Case Presentation:

A 29‐year‐old African American hypertensive male smoker presented with hoarseness and dyspnea. He was noted to be hypoxic and was intubated. Bronchoscopy and laryngoscopy were performed with excision of extensive tracheal papillomas. Pathology testing was sent and demonstrated recurrent respiratory papillomatosis (RRP). Tissue was sent for epidermal growth factor receptor (EGFR) mutational analysis and staining. Mutational analysis was negative but EGFR immunohistochemistry was strongly positive in 80% of the cells. He was extubated two days later. Once able to be obtained, previous history revealed an episode of respiratory failure requiring intubation and tracheostomy at age 27 followed by laser debridement of respiratory papillomas with later decannulation. He had required repeat papilloma excision at age 28 and reported previous abnormal pulmonary function testing, but details were unknown. He went on to require microdebridements every two to three months, and underwent an emergent cricothyrotomy after one of the debridements because of an inability to ventilate and oxygenate. He was started on erlotinib, an EGFR inhibitor which temporarily stabilized his disease. However, follow‐up CT scans revealed growing, progressive, bilateral cavity lung lesions. At age 31, he underwent wedge resection of the left lung and bronchoscopy with transbronchial needle aspiration and biopsy. Surgical pathology showed squamous papilloma. Currently, he is still on erlotinib and continues to receive debridements. He is also suffering from intermittent hemoptysis. His multiple consultants are working on a plan to treat this difficult and rare disease.

Discussion:

RRP is caused by human papillomavirus (HPV) strains 6 and 11. Transmission is thought to be peripartum in children and sexually in adults. It has a bimodal age distribution; the juvenile form occurs mostly in ages <5 and in 4.3 per 100,000 persons, and the adult form occurs mostly in the fourth generation and in 1.8 per 100,000 persons.
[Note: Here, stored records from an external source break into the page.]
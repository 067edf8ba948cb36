//! Technology-independent LUT mapping.
//!
//! Combinational logic ([`s6map_ir::Expr`]) is reduced to a [`Bdd`] and
//! lowered to lookup tables through a [`LutFactory`] supplied by the caller, so
//! the mappers never see the netlist they build.

mod bdd;
mod error;
mod mapper;
mod shannon;
mod single;

pub use bdd::{Bdd, Ref, VarOrder};
pub use error::LutError;
pub use mapper::{InputAssoc, LutFactory, LutMapper, Mapper, MapperKind, MapperOptions, Mapping};
pub use shannon::Shannon;
pub use single::SingleLut;
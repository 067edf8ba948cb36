//! s6map command-line tool
//!
//! Maps one design file to an EDIF netlist and a symbol table. Fatal mapping
//! errors are logged and end the process with status 1.

mod args;

use std::error::Error;

use clap::Parser;
use tracing::{error, info};

use args::Args;

fn execute(args: &Args) -> Result<(), s6map_flow::FlowError> {
    let config = args.to_config()?;
    info!(
        "part {}, mapper {} {:?}",
        config.part, config.mapper, config.mapper_options
    );
    s6map_flow::run(&args.input, args.edif_path(), args.symbols_path(), &config)
}

fn main() {
    tracing_subscriber::fmt()
        .with_env_filter(tracing_subscriber::EnvFilter::from_default_env())
        .init();

    let args = Args::parse();
    if let Err(err) = execute(&args) {
        error!("{err}");
        let mut cause = err.source();
        while let Some(inner) = cause {
            error!("  caused by: {inner}");
            cause = inner.source();
        }
        std::process::exit(1);
    }
}
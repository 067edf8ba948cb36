use std::fmt;

use crate::SignalId;

/// A flip-flop description: `data` is sampled on the rising edge of `clock`.
#[derive(Clone, Debug, PartialEq, Eq)]
pub struct FlipFlop {
    /// Clock operand.
    pub clock: Box<Expr>,
    /// Sampled value.
    pub data: Box<Expr>,
}

/// Driving expression of a signal.
#[derive(Clone, Debug, PartialEq, Eq)]
pub enum Expr {
    /// Literal `0` or `1`.
    Boolean(bool),
    /// Reference to another signal.
    Signal(SignalId),
    /// Complement.
    Not(Box<Expr>),
    /// Conjunction.
    And(Box<Expr>, Box<Expr>),
    /// Disjunction.
    Or(Box<Expr>, Box<Expr>),
    /// Exclusive or.
    Xor(Box<Expr>, Box<Expr>),
    /// `zero` when `select` is low, `one` when it is high.
    Mux {
        select: Box<Expr>,
        zero: Box<Expr>,
        one: Box<Expr>,
    },
    /// Rising-edge flip-flop.
    Fd(FlipFlop),
}

impl Expr {
    /// `Expr::Signal`.
    pub fn signal(id: SignalId) -> Self {
        Self::Signal(id)
    }

    /// `~arg`.
    pub fn not(arg: Expr) -> Self {
        Self::Not(Box::new(arg))
    }

    /// `lhs & rhs`.
    pub fn and(lhs: Expr, rhs: Expr) -> Self {
        Self::And(Box::new(lhs), Box::new(rhs))
    }

    /// `lhs | rhs`.
    pub fn or(lhs: Expr, rhs: Expr) -> Self {
        Self::Or(Box::new(lhs), Box::new(rhs))
    }

    /// `lhs ^ rhs`.
    pub fn xor(lhs: Expr, rhs: Expr) -> Self {
        Self::Xor(Box::new(lhs), Box::new(rhs))
    }

    /// `mux(select, zero, one)`.
    pub fn mux(select: Expr, zero: Expr, one: Expr) -> Self {
        Self::Mux {
            select: Box::new(select),
            zero: Box::new(zero),
            one: Box::new(one),
        }
    }

    /// `fd(clock, data)`.
    pub fn fd(clock: Expr, data: Expr) -> Self {
        Self::Fd(FlipFlop {
            clock: Box::new(clock),
            data: Box::new(data),
        })
    }

    /// The flip-flop if this is one at the top level.
    pub fn as_flip_flop(&self) -> Option<&FlipFlop> {
        match self {
            Self::Fd(ff) => Some(ff),
            _ => None,
        }
    }

    fn operands(&self) -> Vec<&Expr> {
        match self {
            Self::Boolean(_) | Self::Signal(_) => vec![],
            Self::Not(arg) => vec![&**arg],
            Self::And(a, b) | Self::Or(a, b) | Self::Xor(a, b) => vec![&**a, &**b],
            Self::Mux { select, zero, one } => vec![&**select, &**zero, &**one],
            Self::Fd(ff) => vec![&*ff.clock, &*ff.data],
        }
    }

    /// True if a flip-flop appears anywhere in the expression.
    pub fn is_sequential(&self) -> bool {
        matches!(self, Self::Fd(_)) || self.operands().into_iter().any(Expr::is_sequential)
    }

    /// Referenced signals, deduplicated, in order of first appearance
    /// (depth first, left to right).
    pub fn support(&self) -> Vec<SignalId> {
        fn walk(expr: &Expr, out: &mut Vec<SignalId>) {
            if let Expr::Signal(id) = expr {
                if !out.contains(id) {
                    out.push(*id);
                }
            }
            for operand in expr.operands() {
                walk(operand, out);
            }
        }
        let mut out = Vec::new();
        walk(self, &mut out);
        out
    }

    /// Evaluates combinational logic under an assignment of signal values.
    ///
    /// Returns `None` if the expression contains a flip-flop.
    pub fn eval(&self, value_of: &impl Fn(SignalId) -> bool) -> Option<bool> {
        Some(match self {
            Self::Boolean(value) => *value,
            Self::Signal(id) => value_of(*id),
            Self::Not(arg) => !arg.eval(value_of)?,
            Self::And(a, b) => a.eval(value_of)? & b.eval(value_of)?,
            Self::Or(a, b) => a.eval(value_of)? | b.eval(value_of)?,
            Self::Xor(a, b) => a.eval(value_of)? ^ b.eval(value_of)?,
            Self::Mux { select, zero, one } => {
                if select.eval(value_of)? {
                    one.eval(value_of)?
                } else {
                    zero.eval(value_of)?
                }
            }
            Self::Fd(_) => return None,
        })
    }
}

impl fmt::Display for Expr {
    fn fmt(&self, f: &mut fmt::Formatter<'_>) -> fmt::Result {
        match self {
            Self::Boolean(value) => write!(f, "{}", u8::from(*value)),
            Self::Signal(id) => write!(f, "{id}"),
            Self::Not(arg) => write!(f, "~{arg}"),
            Self::And(a, b) => write!(f, "({a} & {b})"),
            Self::Or(a, b) => write!(f, "({a} | {b})"),
            Self::Xor(a, b) => write!(f, "({a} ^ {b})"),
            Self::Mux { select, zero, one } => write!(f, "mux({select}, {zero}, {one})"),
            Self::Fd(ff) => write!(f, "fd({}, {})", ff.clock, ff.data),
        }
    }
}

/// How a signal's driving logic can be implemented.
#[derive(Clone, Copy, Debug, PartialEq, Eq)]
pub enum Purity {
    /// No driver.
    Empty,
    /// The driver is exactly another signal.
    Signal(SignalId),
    /// The driver has no signal operands and folds to a constant.
    Constant(bool),
    /// Combinational logic over at least one signal, reducible to a BDD.
    Bdd,
    /// Contains state; not expressible as a BDD.
    Impure,
}

impl Purity {
    /// Classifies the driver of a signal.
    pub fn of(source: Option<&Expr>) -> Self {
        let Some(expr) = source else {
            return Self::Empty;
        };
        if expr.is_sequential() {
            return Self::Impure;
        }
        match expr {
            Expr::Signal(id) => Self::Signal(*id),
            _ if expr.support().is_empty() => match expr.eval(&|_| false) {
                Some(value) => Self::Constant(value),
                None => Self::Impure,
            },
            _ => Self::Bdd,
        }
    }
}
Most common presenting symptoms are hoarseness and dyspnea. RRP is commonly misdiagnosed as asthma, COPD, or bronchitis. These tumors involve the nose, mouth, larynx, and lungs. Remission is rare and tumors can recur even with remission. Current treatment options include serial debulking, microdebridement, intralesional cidofovir, and interferon. Use of EGFR inhibitors is being explored. At this time there is no cure. Malignant degeneration to squamous cell carcinoma is very common, almost inevitable, and carries a very poor prognosis.

Conclusions:

The purpose of this case presentation is to report a rare disease process and an up‐to‐date literature review. These patients utilize an array of medical specialists, with a hospitalist often guiding their inpatient care.